Now that we’re 2/3 of the way through, I can answer some of these questions:
- It is pretty chilly in Indiana, but the five coats that I brought (yes, five–I drove mainly so I had fewer packing decisions) seem to be doing the trick.
- There is edible Mexican food, though I’m also pretty sure one of my first meals when I get home will be Mexican.
- My roommate has a more pronounced Illinois accent than my Texas one, so I’m safe there.
- And my brain is pretty full.
The culture shock during this experience hasn’t been the giant hamburger patty or the corn fields or the fact that the trees actually change color here, but rather being surrounded by people passionate about museums almost 24/7.
The first week, when all we really knew about each other was our work, work was about all we talked about. We’ve shared victories and defeats, funny stories, and done some problem solving, both in and out of the classroom. In my social circle at home, I sometimes struggle to explain what it is I do and why I care so much. And when I do attempt to tell work stories, I have to be careful because there are many friends who just aren’t interested in my life at the museum. Because we have so many other shared interests, this isn’t a big deal, but it is strange right now to be talking about work most of the time.
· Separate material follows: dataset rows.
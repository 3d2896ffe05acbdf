//! Frame timing for the viewport overlay.
//!
//! The galaxy has no time evolution, so the clock only counts frames and
//! derives a smoothed frames-per-second figure for the control panel.

use std::time::{Duration, Instant};

/// Counts frames and periodically recomputes FPS.
#[derive(Debug)]
pub struct FrameClock {
    last_frame: Instant,
    delta: Duration,
    frame_count: u64,
    fps: f32,
    fps_frame_count: u64,
    fps_update_time: Instant,
    fps_update_interval: Duration,
}

impl FrameClock {
    pub fn new() -> Self {
        Self::starting_at(Instant::now())
    }

    fn starting_at(now: Instant) -> Self {
        Self {
            last_frame: now,
            delta: Duration::ZERO,
            frame_count: 0,
            fps: 0.0,
            fps_frame_count: 0,
            fps_update_time: now,
            fps_update_interval: Duration::from_millis(500),
        }
    }

    /// Record a frame. Call once per rendered frame.
    pub fn tick(&mut self) {
        self.tick_at(Instant::now());
    }

    fn tick_at(&mut self, now: Instant) {
        self.delta = now.saturating_duration_since(self.last_frame);
        self.last_frame = now;
        self.frame_count += 1;

        let since_update = now.saturating_duration_since(self.fps_update_time);
        if since_update >= self.fps_update_interval {
            let frames = self.frame_count - self.fps_frame_count;
            self.fps = frames as f32 / since_update.as_secs_f32();
            self.fps_frame_count = self.frame_count;
            self.fps_update_time = now;
        }
    }

    /// Time between the last two frames.
    #[inline]
    pub fn delta(&self) -> Duration {
        self.delta
    }

    #[inline]
    pub fn frame(&self) -> u64 {
        self.frame_count
    }

    /// Frames per second, refreshed every half second.
    #[inline]
    pub fn fps(&self) -> f32 {
        self.fps
    }
}

impl Default for FrameClock {
    fn default() -> Self {
        Self::new()
    }
}

#[cfg(test)]
mod tests {
    use super::*;

    #[test]
    fn test_new_clock() {
        let clock = FrameClock::new();
        assert_eq!(clock.frame(), 0);
        assert_eq!(clock.fps(), 0.0);
    }

    #[test]
    fn test_fps_after_interval() {
        let start = Instant::now();
        let mut clock = FrameClock::starting_at(start);
        for i in 1..=30 {
            clock.tick_at(start + Duration::from_millis(i * 1000 / 60));
        }
        // 30 frames at 60 Hz fit in exactly half a second
        assert_eq!(clock.frame(), 30);
        assert!((clock.fps() - 60.0).abs() < 1.0, "fps was {}", clock.fps());
        assert!(clock.delta() <= Duration::from_millis(17));
    }
}
fn create_points_pipeline(
    device: &wgpu::Device,
    layout: &wgpu::PipelineLayout,
    shader: &wgpu::ShaderModule,
    format: wgpu::TextureFormat,
    key: PipelineKey,
) -> wgpu::RenderPipeline {
    device.create_render_pipeline(&wgpu::RenderPipelineDescriptor {
        label: Some("Points Pipeline"),
        layout: Some(layout),
        vertex: wgpu::VertexState {
            module: shader,
            entry_point: Some("vs_main"),
            buffers: &[wgpu::VertexBufferLayout {
                array_stride: std::mem::size_of::<PointVertex>() as wgpu::BufferAddress,
                step_mode: wgpu::VertexStepMode::Instance,
                attributes: &wgpu::vertex_attr_array![
                    0 => Float32x3, // position
                    1 => Float32x3, // color
                ],
            }],
            compilation_options: Default::default(),
        },
        fragment: Some(wgpu::FragmentState {
            module: shader,
            entry_point: Some("fs_main"),
            targets: &[Some(wgpu::ColorTargetState {
                format,
                blend: Some(key.blend.to_wgpu_blend_state()),
                write_mask: wgpu::ColorWrites::ALL,
            })],
            compilation_options: Default::default(),
        }),
        primitive: wgpu::PrimitiveState {
            topology: wgpu::PrimitiveTopology::TriangleList,
            strip_index_format: None,
            front_face: wgpu::FrontFace::Ccw,
            cull_mode: None,
            polygon_mode: wgpu::PolygonMode::Fill,
            unclipped_depth: false,
            conservative: false,
        },
        depth_stencil: Some(wgpu::DepthStencilState {
            format: DEPTH_FORMAT,
            depth_write_enabled: key.depth_write,
            depth_compare: wgpu::CompareFunction::Less,
            stencil: wgpu::StencilState::default(),
            bias: wgpu::DepthBiasState::default(),
        }),
        multisample: wgpu::MultisampleState::default(),
        multiview: None,
        cache: None,
    })
}
//! Galaxy viewer.
//!
//! Run with: cargo run --release -- [config.json]

use galaxy::{Viewer, ViewerConfig};

fn main() -> Result<(), Box<dyn std::error::Error>> {
    use tracing_subscriber::{fmt, EnvFilter};

    let filter =
        EnvFilter::try_from_default_env().unwrap_or_else(|_| EnvFilter::new("info,galaxy=debug"));
    fmt().with_env_filter(filter).with_target(true).init();

    let config = ViewerConfig::from_args_or_env()?;
    Viewer::new().with_config(config).run()?;
    Ok(())
}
My other shock is more about my institution, rather than myself. I always knew Dallas Heritage Village (www.DallasHeritageVillage.org) was pretty special–after all, why else would I spend 9 years there? But in these continuing conversations, I’m starting to realize that there are some truly unique projects happening at DHV, and these projects might provide some useful lessons for other history museums.
I suspect that when I head home in a week, I’ll have one more culture shock when I’m no longer surrounded by these great minds. But at least these new colleagues will only be a phone call or email away.